**Your task**
Only the lines from the one containing "repository 4f9ef558e848ff51" through the one containing "pub use metrics::*;" should be printed, exactly as they appear below, with both ends included.
--
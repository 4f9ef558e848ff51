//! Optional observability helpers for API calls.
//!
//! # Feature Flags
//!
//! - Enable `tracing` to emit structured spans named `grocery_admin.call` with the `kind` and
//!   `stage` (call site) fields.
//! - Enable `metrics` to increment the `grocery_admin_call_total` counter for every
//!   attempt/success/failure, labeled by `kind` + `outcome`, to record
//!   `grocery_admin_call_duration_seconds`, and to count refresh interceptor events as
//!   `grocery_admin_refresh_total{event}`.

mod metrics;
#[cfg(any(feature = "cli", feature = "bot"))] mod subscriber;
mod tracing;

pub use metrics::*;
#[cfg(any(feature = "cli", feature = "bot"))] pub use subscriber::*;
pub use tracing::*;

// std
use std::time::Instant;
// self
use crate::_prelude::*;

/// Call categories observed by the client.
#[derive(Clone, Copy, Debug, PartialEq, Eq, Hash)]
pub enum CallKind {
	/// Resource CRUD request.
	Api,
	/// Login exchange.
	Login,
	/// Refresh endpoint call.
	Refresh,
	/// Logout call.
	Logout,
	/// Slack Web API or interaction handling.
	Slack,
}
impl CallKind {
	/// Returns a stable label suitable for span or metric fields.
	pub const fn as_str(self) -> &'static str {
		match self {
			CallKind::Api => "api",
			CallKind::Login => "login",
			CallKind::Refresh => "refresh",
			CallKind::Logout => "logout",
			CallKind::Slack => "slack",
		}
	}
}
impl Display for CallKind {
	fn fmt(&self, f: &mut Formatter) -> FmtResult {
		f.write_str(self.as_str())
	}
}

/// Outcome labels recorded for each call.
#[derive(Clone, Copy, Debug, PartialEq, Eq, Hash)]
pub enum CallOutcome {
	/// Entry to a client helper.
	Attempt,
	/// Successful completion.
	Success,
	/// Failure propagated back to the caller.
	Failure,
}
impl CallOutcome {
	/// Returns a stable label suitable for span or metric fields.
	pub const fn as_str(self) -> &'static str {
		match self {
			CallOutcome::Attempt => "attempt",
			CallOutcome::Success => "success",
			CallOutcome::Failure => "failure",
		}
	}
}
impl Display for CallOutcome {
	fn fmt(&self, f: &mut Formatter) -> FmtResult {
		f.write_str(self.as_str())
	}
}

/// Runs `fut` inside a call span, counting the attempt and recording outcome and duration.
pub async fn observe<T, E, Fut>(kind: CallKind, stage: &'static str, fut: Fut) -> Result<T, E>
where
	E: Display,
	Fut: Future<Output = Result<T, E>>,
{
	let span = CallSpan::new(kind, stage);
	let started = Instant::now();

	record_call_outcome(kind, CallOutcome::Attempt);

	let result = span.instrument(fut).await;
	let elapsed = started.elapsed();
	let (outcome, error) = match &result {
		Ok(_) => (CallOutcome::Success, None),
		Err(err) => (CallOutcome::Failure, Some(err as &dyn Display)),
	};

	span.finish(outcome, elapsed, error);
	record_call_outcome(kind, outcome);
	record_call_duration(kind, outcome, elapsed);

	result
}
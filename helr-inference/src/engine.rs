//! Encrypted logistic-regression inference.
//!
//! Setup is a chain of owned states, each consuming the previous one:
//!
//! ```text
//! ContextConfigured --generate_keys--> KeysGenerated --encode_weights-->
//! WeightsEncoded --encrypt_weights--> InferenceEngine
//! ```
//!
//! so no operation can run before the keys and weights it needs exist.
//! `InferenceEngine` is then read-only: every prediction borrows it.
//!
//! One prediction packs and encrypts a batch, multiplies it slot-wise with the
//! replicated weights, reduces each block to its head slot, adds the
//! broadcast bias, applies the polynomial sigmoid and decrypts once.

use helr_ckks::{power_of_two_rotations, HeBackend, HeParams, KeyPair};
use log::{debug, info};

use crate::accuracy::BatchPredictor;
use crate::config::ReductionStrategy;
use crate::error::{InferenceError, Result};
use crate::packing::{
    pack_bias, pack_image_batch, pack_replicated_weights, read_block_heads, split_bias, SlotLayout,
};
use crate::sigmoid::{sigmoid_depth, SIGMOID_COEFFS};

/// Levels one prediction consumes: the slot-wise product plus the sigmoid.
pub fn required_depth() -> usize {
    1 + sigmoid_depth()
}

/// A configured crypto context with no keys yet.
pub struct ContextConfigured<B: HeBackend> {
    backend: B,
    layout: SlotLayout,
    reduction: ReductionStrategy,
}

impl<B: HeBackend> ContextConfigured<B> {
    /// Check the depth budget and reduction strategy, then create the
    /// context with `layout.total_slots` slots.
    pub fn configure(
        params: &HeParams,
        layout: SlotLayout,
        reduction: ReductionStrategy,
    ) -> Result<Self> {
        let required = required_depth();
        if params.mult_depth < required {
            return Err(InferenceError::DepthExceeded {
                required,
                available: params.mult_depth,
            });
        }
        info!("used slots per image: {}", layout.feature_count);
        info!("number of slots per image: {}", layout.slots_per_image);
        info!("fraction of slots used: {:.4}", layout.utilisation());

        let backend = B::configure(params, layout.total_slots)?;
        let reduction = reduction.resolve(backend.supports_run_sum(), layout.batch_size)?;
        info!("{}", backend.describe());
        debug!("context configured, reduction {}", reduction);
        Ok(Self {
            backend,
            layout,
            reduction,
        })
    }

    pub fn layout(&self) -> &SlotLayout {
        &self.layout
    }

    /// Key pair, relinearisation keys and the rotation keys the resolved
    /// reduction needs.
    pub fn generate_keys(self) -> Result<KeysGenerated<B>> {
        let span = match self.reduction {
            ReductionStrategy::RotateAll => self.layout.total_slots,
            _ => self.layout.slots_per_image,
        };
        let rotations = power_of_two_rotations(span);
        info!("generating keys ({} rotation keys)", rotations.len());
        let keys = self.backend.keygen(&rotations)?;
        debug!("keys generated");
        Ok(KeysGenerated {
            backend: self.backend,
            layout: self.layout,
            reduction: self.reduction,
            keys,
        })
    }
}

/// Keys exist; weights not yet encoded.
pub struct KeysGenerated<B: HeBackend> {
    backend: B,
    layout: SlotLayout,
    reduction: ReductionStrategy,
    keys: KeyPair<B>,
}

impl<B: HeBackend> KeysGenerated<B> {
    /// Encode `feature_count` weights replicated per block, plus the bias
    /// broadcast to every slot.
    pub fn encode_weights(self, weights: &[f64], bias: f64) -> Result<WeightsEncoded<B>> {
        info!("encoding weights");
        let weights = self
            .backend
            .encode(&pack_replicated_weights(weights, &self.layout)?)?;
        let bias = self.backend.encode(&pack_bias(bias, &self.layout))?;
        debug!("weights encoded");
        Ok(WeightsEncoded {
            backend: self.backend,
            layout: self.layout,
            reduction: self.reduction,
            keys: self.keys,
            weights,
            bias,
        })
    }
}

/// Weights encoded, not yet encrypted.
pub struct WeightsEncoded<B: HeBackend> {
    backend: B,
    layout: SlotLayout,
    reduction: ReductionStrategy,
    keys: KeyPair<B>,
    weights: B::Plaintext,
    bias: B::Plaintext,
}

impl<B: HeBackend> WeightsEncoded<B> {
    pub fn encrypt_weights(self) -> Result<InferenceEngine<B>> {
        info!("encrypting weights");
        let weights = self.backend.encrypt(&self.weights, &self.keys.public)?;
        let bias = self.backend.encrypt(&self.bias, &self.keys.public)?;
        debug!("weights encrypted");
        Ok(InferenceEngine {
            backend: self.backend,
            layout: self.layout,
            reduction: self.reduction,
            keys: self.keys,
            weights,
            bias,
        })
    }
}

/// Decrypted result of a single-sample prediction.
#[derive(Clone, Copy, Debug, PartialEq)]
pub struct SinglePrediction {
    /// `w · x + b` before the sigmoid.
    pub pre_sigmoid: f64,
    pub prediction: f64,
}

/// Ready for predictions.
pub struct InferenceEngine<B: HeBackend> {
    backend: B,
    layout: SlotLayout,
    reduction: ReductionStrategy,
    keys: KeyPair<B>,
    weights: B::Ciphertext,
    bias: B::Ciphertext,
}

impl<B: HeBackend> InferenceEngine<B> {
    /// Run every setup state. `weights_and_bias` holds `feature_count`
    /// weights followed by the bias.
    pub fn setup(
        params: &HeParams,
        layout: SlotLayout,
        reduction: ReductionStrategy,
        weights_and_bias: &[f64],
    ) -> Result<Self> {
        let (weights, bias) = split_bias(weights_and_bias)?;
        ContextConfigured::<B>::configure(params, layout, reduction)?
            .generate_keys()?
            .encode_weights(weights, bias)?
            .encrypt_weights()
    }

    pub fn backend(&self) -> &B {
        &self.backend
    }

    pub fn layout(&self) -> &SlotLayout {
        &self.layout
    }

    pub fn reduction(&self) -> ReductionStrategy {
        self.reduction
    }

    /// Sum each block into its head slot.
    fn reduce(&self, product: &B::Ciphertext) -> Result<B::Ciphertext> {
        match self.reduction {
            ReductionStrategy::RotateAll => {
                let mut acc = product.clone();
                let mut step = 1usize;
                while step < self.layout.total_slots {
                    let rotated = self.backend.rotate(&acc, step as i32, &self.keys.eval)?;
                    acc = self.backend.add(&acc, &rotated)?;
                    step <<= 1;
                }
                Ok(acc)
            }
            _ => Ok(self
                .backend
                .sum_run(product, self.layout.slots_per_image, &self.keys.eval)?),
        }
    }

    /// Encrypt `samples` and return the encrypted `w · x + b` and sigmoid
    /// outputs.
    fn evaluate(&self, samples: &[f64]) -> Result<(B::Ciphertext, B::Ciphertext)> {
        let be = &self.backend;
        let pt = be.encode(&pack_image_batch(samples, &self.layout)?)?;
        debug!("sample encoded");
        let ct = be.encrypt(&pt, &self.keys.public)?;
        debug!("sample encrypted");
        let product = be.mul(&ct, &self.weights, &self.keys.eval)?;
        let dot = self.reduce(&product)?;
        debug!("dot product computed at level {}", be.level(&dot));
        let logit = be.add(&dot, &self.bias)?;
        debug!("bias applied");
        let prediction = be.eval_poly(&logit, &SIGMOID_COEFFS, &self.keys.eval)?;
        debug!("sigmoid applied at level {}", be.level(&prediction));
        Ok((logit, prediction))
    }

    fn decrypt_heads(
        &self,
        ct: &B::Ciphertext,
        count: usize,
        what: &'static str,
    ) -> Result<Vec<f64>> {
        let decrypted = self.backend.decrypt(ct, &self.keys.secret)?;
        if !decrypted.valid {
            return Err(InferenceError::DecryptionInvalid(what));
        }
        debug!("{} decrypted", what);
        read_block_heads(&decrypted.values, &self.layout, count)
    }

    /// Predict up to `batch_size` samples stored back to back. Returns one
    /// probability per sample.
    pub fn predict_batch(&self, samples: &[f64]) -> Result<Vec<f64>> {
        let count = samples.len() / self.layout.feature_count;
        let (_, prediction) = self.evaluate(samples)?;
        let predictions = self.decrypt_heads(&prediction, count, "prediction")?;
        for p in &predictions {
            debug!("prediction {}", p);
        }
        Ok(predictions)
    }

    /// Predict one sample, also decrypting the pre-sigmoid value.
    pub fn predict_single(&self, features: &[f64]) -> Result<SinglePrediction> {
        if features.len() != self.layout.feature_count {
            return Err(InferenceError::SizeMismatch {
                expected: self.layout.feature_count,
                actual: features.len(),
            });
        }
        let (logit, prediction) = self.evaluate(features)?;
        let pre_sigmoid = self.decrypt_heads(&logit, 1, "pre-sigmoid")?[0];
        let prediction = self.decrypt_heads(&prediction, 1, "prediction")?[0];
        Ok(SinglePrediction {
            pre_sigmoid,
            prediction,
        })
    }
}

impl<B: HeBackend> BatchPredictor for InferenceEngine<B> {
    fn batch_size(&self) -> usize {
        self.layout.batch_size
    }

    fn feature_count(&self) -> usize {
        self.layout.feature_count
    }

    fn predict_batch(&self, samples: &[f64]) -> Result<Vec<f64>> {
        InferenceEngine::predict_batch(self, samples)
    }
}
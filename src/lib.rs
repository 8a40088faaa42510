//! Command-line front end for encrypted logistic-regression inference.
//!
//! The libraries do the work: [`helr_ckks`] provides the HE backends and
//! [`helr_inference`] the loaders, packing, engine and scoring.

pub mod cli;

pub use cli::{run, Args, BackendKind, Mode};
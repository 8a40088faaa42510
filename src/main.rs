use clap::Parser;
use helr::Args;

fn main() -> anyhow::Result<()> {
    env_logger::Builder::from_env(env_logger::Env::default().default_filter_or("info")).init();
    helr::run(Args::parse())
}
--
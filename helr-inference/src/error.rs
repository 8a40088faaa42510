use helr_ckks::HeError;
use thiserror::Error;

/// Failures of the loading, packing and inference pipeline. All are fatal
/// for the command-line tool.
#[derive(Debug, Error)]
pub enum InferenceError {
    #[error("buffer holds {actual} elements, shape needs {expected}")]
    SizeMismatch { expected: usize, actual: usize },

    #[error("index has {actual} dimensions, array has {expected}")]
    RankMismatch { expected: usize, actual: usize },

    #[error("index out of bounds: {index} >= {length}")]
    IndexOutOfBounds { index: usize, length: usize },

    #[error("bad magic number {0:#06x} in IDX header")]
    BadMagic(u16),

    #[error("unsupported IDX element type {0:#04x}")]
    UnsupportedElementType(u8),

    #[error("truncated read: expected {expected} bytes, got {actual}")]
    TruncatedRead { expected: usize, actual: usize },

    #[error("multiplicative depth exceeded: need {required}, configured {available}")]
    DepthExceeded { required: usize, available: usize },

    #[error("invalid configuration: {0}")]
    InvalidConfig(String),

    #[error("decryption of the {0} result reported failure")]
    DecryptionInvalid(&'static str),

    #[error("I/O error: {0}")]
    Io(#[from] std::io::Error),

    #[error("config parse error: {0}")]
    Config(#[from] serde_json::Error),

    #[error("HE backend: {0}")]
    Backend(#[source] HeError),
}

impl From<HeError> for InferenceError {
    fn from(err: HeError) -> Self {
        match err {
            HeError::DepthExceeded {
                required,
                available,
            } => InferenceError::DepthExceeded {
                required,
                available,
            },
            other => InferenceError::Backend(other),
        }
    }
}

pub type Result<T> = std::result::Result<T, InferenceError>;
--
**Final answer**
repository 4f9ef558e848ff51
//! Optional observability helpers for API calls.
//!
//! # Feature Flags
//!
//! - Enable `tracing` to emit structured spans named `grocery_admin.call` with the `kind` and
//!   `stage` (call site) fields.
//! - Enable `metrics` to increment the `grocery_admin_call_total` counter for every
//!   attempt/success/failure, labeled by `kind` + `outcome`, to record
//!   `grocery_admin_call_duration_seconds`, and to count refresh interceptor events as
//!   `grocery_admin_refresh_total{event}`.

mod metrics;
#[cfg(any(feature = "cli", feature = "bot"))] mod subscriber;
mod tracing;

pub use metrics::*;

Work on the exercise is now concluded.